Today is the birthday of Andrés Segovia Torres, 1st Marquis of Salobreña, usually known simply as Segovia, a virtuoso Spanish classical guitarist from Linares in Andalusia. He is often considered the father of modern classical guitar although that title should probably go to Francisco Tárrega. Nonetheless his influence was profound in re-establishing the importance of the guitar as a classical instrument, in advancing technique, and in spreading the popularity of classical guitar through performance and teaching. Practically all professional classical guitarists today are students of Segovia, or students of his students. Segovia’s contribution to the modern repertoire included not only commissions but also his own transcriptions of classical and baroque works. He is remembered for his expressive performances, his wide palette of tone, and his distinctive phrasing and style.

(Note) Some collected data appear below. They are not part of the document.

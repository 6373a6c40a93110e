//! Multi-signature settlement
//!
//! Turns independent owner decisions into one broadcast transaction:
//! - `Account`: M-of-N owner set and its verification contract
//! - `SignRequestLedger`: validates decisions and detects rejection
//! - `try_assemble`: deterministic witness construction
//! - `lifecycle`: status transitions and submission
//! - `SettlementEngine`: proposals, decisions and reconciliation ticks
//!
//! # Example
//!
//! ```ignore
//! let engine = SettlementEngine::new(store, chain, SettlementConfig::default());
//! let account = engine.register_account(2, owner_keys, None)?;
//!
//! // Propose a transaction
//! let record = engine.propose(request).await?;
//!
//! // Owners sign `engine.sign_data(&hash)` locally and submit signatures
//! engine.submit_sign_result(&record.hash(), Decision::approve(key1, sig1)).await?;
//! engine.submit_sign_result(&record.hash(), Decision::approve(key2, sig2)).await?;
//!
//! // Broadcast happened with the second approval; confirmation follows
//! engine.reconcile_tick().await;
//! ```

pub mod account;
pub mod error;
pub mod ledger;
pub mod lifecycle;
pub mod manager;
pub mod proposal;
pub mod transaction;
pub mod witness;

pub use account::Account;
pub use error::SettlementError;
pub use ledger::{Decision, Rejection, SignRequestLedger};
pub use lifecycle::Broadcast;
pub use manager::{SettlementEngine, TickReport};
pub use proposal::{ProposalKind, ProposalRequest};
pub use transaction::{SignResult, TransactionKind, TransactionRecord, TransactionStatus};
pub use witness::{try_assemble, AdditionalSigner, Assembly, FeePayer, WitnessPlan, WitnessSlot};
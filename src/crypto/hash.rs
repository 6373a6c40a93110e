//! Cryptographic hashing utilities
//!
//! Provides the SHA-256 and RIPEMD-160 based digests used for transaction
//! hashes, script hashes and address checksums.

use ripemd::Ripemd160;
use sha2::{Digest, Sha256};

/// Computes SHA-256 hash of the input data
pub fn sha256(data: &[u8]) -> [u8; 32] {
    let mut hasher = Sha256::new();
    hasher.update(data);
    hasher.finalize().into()
}

/// Computes double SHA-256 hash (SHA-256 of SHA-256)
/// Used for Base58Check address checksums
pub fn double_sha256(data: &[u8]) -> [u8; 32] {
    sha256(&sha256(data))
}

/// Computes RIPEMD-160 of the SHA-256 of the input
/// Used to derive script hashes from verification scripts
pub fn hash160(data: &[u8]) -> [u8; 20] {
    let mut ripemd = Ripemd160::new();
    ripemd.update(sha256(data));
    ripemd.finalize().into()
}

/// Computes SHA-256 hash and returns it as a hex string
pub fn sha256_hex(data: &[u8]) -> String {
    hex::encode(sha256(data))
}

#[cfg(test)]
mod tests {
    use super::*;

    #[test]
    fn test_sha256() {
        let data = b"hello world";
        let hash = sha256(data);
        assert_eq!(hash.len(), 32);
        assert_eq!(
            sha256_hex(data),
            "b94d27b9934d3e08a52e52d7da7dabfac484efe37a5380ee9088f7ace2efcde9"
        );
    }

    #[test]
    fn test_double_sha256() {
        let data = b"hello world";
        assert_eq!(double_sha256(data), sha256(&sha256(data)));
    }

    #[test]
    fn test_hash160_empty() {
        // RIPEMD160(SHA256(""))
        assert_eq!(
            hex::encode(hash160(b"")),
            "b472a266d0bd89c13706a4132ccfb16f7c3b9fcb"
        );
    }
}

Segovia was born in Linares, in the province of Jaén in Andalusia. He was sent at a very young age to live with his uncle Eduardo and his wife Maria. Eduardo arranged for Segovia’s first music lessons with a violin teacher after recognizing that Segovia had an aptitude for music. This proved to be an unhappy introduction to music for the young Segovia because of the teacher’s strict methods, and Eduardo stopped the lessons. His uncle decided to move to Granada to allow Segovia to obtain a better education, and after arriving in Granada Segovia recommenced his musical studies, largely on his own. Segovia was aware of flamenco during his formative years as a beginning guitarist, but did not have a desire to learn the style. Instead he was more drawn to classical guitar that was undergoing a revival, especially under Francisco Tárrega. Tárrega agreed to give the self-taught Segovia some lessons but died before they could meet. Instead he continued to develop his own style without teachers.

Francisco Tárrega

Francisco Tárrega

Segovia’s first public performance was in Granada at the age of 16 in 1909. A few years later he played his first professional concert in Madrid which included works by Tárrega and his own guitar transcriptions of J.S. Bach. Despite the discouragement of his family, who wanted him to become a lawyer, and criticism by some of Tárrega’s pupils for his idiosyncratic technique, he continued to develop his own style.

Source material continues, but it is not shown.